You don’t need to worry about being ostracized online for
saying, let alone thinking, that murder is actually good. Thousands upon
thousands of cretins are willing to affirm you publicly in that moral belief
when the victim is a political enemy, lending strength in numbers in
challenging the moral taboo. In fact, gang-tackling enemies has traditionally
been a favorite pastime on platforms like Twitter that reward short, quick,
emotional takes. Combine that sadistic culture with the universally held
grievances against the health care industry and you’ve got an explosion of
sociopathic revelry over Brian Thompson’s death that may have no precedent in
the digital age.
I wonder, frankly, if the fact that Americans lead so
much of their lives online now has numbed them to the reality of what happened
to Thompson. Watching a man get shot and die in front of you would be
harrowing. Watching him get shot and die in a video clip that you’re scrolling
past hurriedly amid sports highlights, movie reviews, and tweets from mentally
ill weirdos shouting “double tap!” necessarily creates ironic distance. Lumped
together in a social media feed, it’s all entertainment of one sort or another.

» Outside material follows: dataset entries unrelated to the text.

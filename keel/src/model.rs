//! The Model protocol — uniform invoke/stream over LLM backends.
//!
//! Concrete providers live outside the core; the runtime sees only
//! [`ModelBackend`]. Backends are stored as trait objects, so the trait
//! is object-safe: streaming returns a boxed stream rather than an
//! opaque `impl Trait`.

use async_trait::async_trait;
use futures_util::stream::BoxStream;
use serde::{Deserialize, Serialize};

use crate::error::AgentError;
use crate::request::MetadataMap;

/// Role of a message in a model conversation.
#[derive(Debug, Clone, Copy, PartialEq, Eq, Serialize, Deserialize)]
#[serde(rename_all = "lowercase")]
pub enum ModelRole {
    /// Instructions to the model.
    System,
    /// End-user content.
    User,
    /// Prior model output.
    Assistant,
}

/// One message in a model conversation.
#[derive(Debug, Clone, Serialize, Deserialize)]
pub struct ModelMessage {
    /// The author role.
    pub role: ModelRole,
    /// Plain-text content.
    pub content: String,
}

impl ModelMessage {
    /// A system message.
    pub fn system(content: impl Into<String>) -> Self {
        Self {
            role: ModelRole::System,
            content: content.into(),
        }
    }

    /// A user message.
    pub fn user(content: impl Into<String>) -> Self {
        Self {
            role: ModelRole::User,
            content: content.into(),
        }
    }

    /// An assistant message.
    pub fn assistant(content: impl Into<String>) -> Self {
        Self {
            role: ModelRole::Assistant,
            content: content.into(),
        }
    }
}

/// Capability flags a backend declares and a request may require.
#[derive(Debug, Clone, Default, PartialEq, Serialize, Deserialize)]
pub struct ModelCapabilities {
    /// Whether the backend can stream chunks.
    pub supports_streaming: bool,
    /// Whether the backend can emit tool calls.
    pub supports_tool_calling: bool,
    /// Whether the backend honours system messages.
    pub supports_system_messages: bool,
    /// Maximum context window in tokens (0 = unknown).
    pub max_context_length: u32,
    /// Message content types the backend accepts (e.g. "text").
    #[serde(default)]
    pub supported_message_types: Vec<String>,
}

/// Which backend and model to use, plus sampling parameters and the
/// capabilities the request requires of the backend.
#[derive(Debug, Clone, Serialize, Deserialize)]
pub struct ModelConfiguration {
    /// Registry id of the backend.
    pub provider_id: String,
    /// Backend-specific model identifier.
    pub model_id: String,
    /// Sampling temperature.
    pub temperature: Option<f64>,
    /// Maximum output tokens.
    pub max_tokens: Option<u32>,
    /// Stop sequences.
    #[serde(default)]
    pub stop_sequences: Vec<String>,
    /// Capabilities this request requires.
    #[serde(default)]
    pub capabilities: ModelCapabilities,
}

impl ModelConfiguration {
    /// A configuration with defaults for everything but the ids.
    pub fn new(provider_id: impl Into<String>, model_id: impl Into<String>) -> Self {
        Self {
            provider_id: provider_id.into(),
            model_id: model_id.into(),
            temperature: None,
            max_tokens: None,
            stop_sequences: vec![],
            capabilities: ModelCapabilities::default(),
        }
    }

    /// Set the sampling temperature.
    #[must_use]
    pub fn with_temperature(mut self, temperature: f64) -> Self {
        self.temperature = Some(temperature);
        self
    }
}

/// A request to a model backend.
#[derive(Debug, Clone, Serialize, Deserialize)]
pub struct ModelRequest {
    /// Conversation messages, oldest first.
    pub messages: Vec<ModelMessage>,
    /// Backend/model selection and parameters.
    pub config: ModelConfiguration,
    /// Free-form context passed through to the backend.
    #[serde(default)]
    pub context: MetadataMap,
}

/// Why the model stopped generating.
#[derive(Debug, Clone, Copy, PartialEq, Eq, Serialize, Deserialize)]
#[serde(rename_all = "snake_case")]
pub enum FinishReason {
    /// Natural end of the response.
    Completed,
    /// Hit the max-token limit.
    Length,
    /// Hit a stop sequence.
    Stop,
    /// The model requested a tool call.
    ToolCall,
}

/// Token accounting for one model call. Backend-reported counts
/// override heuristic estimates.
#[derive(Debug, Clone, Copy, Default, PartialEq, Eq, Serialize, Deserialize)]
pub struct TokenUsage {
    /// Tokens in the prompt.
    pub prompt_tokens: u64,
    /// Tokens in the completion.
    pub completion_tokens: u64,
    /// Sum of prompt and completion tokens.
    pub total_tokens: u64,
}

impl TokenUsage {
    /// Build a usage record, computing the total.
    pub fn new(prompt_tokens: u64, completion_tokens: u64) -> Self {
        Self {
            prompt_tokens,
            completion_tokens,
            total_tokens: prompt_tokens + completion_tokens,
        }
    }
}

/// A complete model response.
#[derive(Debug, Clone, Serialize, Deserialize)]
pub struct ModelResponse {
    /// The generated text.
    pub content: String,
    /// Why generation stopped.
    pub finish_reason: FinishReason,
    /// Token accounting.
    pub usage: TokenUsage,
}

/// One chunk of a streamed response. A stream ends with exactly one
/// chunk whose `is_complete` is true; that chunk carries final usage.
#[derive(Debug, Clone, Serialize, Deserialize)]
pub struct ModelChunk {
    /// New text since the previous chunk (may be empty on the final
    /// chunk).
    pub delta: String,
    /// Whether this is the terminal chunk.
    pub is_complete: bool,
    /// Final usage, present only on the terminal chunk.
    pub usage: Option<TokenUsage>,
}

/// Stream of model chunks.
pub type ModelStream = BoxStream<'static, Result<ModelChunk, AgentError>>;

/// LLM backend interface.
///
/// Implementations wrap one upstream API (or a deterministic script in
/// tests). Endpoints and keys come from the implementation's own
/// configuration, never from the core.
#[async_trait]
pub trait ModelBackend: Send + Sync {
    /// The capabilities this backend provides.
    fn capabilities(&self) -> ModelCapabilities;

    /// One-shot completion.
    async fn invoke(&self, request: ModelRequest) -> Result<ModelResponse, AgentError>;

    /// Streamed completion. The default implementation adapts `invoke`
    /// into a two-chunk stream for backends without native streaming.
    async fn stream(&self, request: ModelRequest) -> Result<ModelStream, AgentError> {
        let response = self.invoke(request).await?;
        let chunks = vec![
            Ok(ModelChunk {
                delta: response.content,
                is_complete: false,
                usage: None,
            }),
            Ok(ModelChunk {
                delta: String::new(),
                is_complete: true,
                usage: Some(response.usage),
            }),
        ];
        Ok(Box::pin(futures_util::stream::iter(chunks)))
    }
}

#[cfg(test)]
mod tests {
    use super::*;

    #[test]
    fn usage_total_is_sum() {
        let u = TokenUsage::new(10, 32);
        assert_eq!(u.total_tokens, 42);
    }

    #[test]
    fn finish_reason_snake_case() {
        assert_eq!(
            serde_json::to_string(&FinishReason::ToolCall).unwrap(),
            "\"tool_call\""
        );
    }

    #[test]
    fn message_constructors_set_roles() {
        assert_eq!(ModelMessage::system("x").role, ModelRole::System);
        assert_eq!(ModelMessage::user("x").role, ModelRole::User);
        assert_eq!(ModelMessage::assistant("x").role, ModelRole::Assistant);
    }
}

After being heavily narcotized, what else could people feel about Mangione’s
alleged lunatic act except anomie?
I’m curious to see if the likes of Shapiro and Walsh can
restore a semblance of ideological order to populist reaction to Thompson’s
murder or if this is a true “horseshoe” moment in
which the postliberals of the left and right forge a new consensus about which
people just need killin’. (Or
guillotinin’, to be more specific.) If there is a consensus, it’ll be a
narrow one: Tufekci compares the killing of Thompson to violence during the
Gilded Age, another period of widespread resentment of oligarchs, but Donald
Trump and the right-wing fanatics who worship him love oligarchs.
There will be no “horseshoe” agreement about whether it’s fine to gun down
red-pilled MAGA hero Elon Musk in broad daylight.
But insurance company CEOs? Bankers? Defense industry
chiefs? I can see a joint left-right firing squad forming for those online.
Leopards aren’t picky about whose
faces they eat. Thompson won’t be their last meal.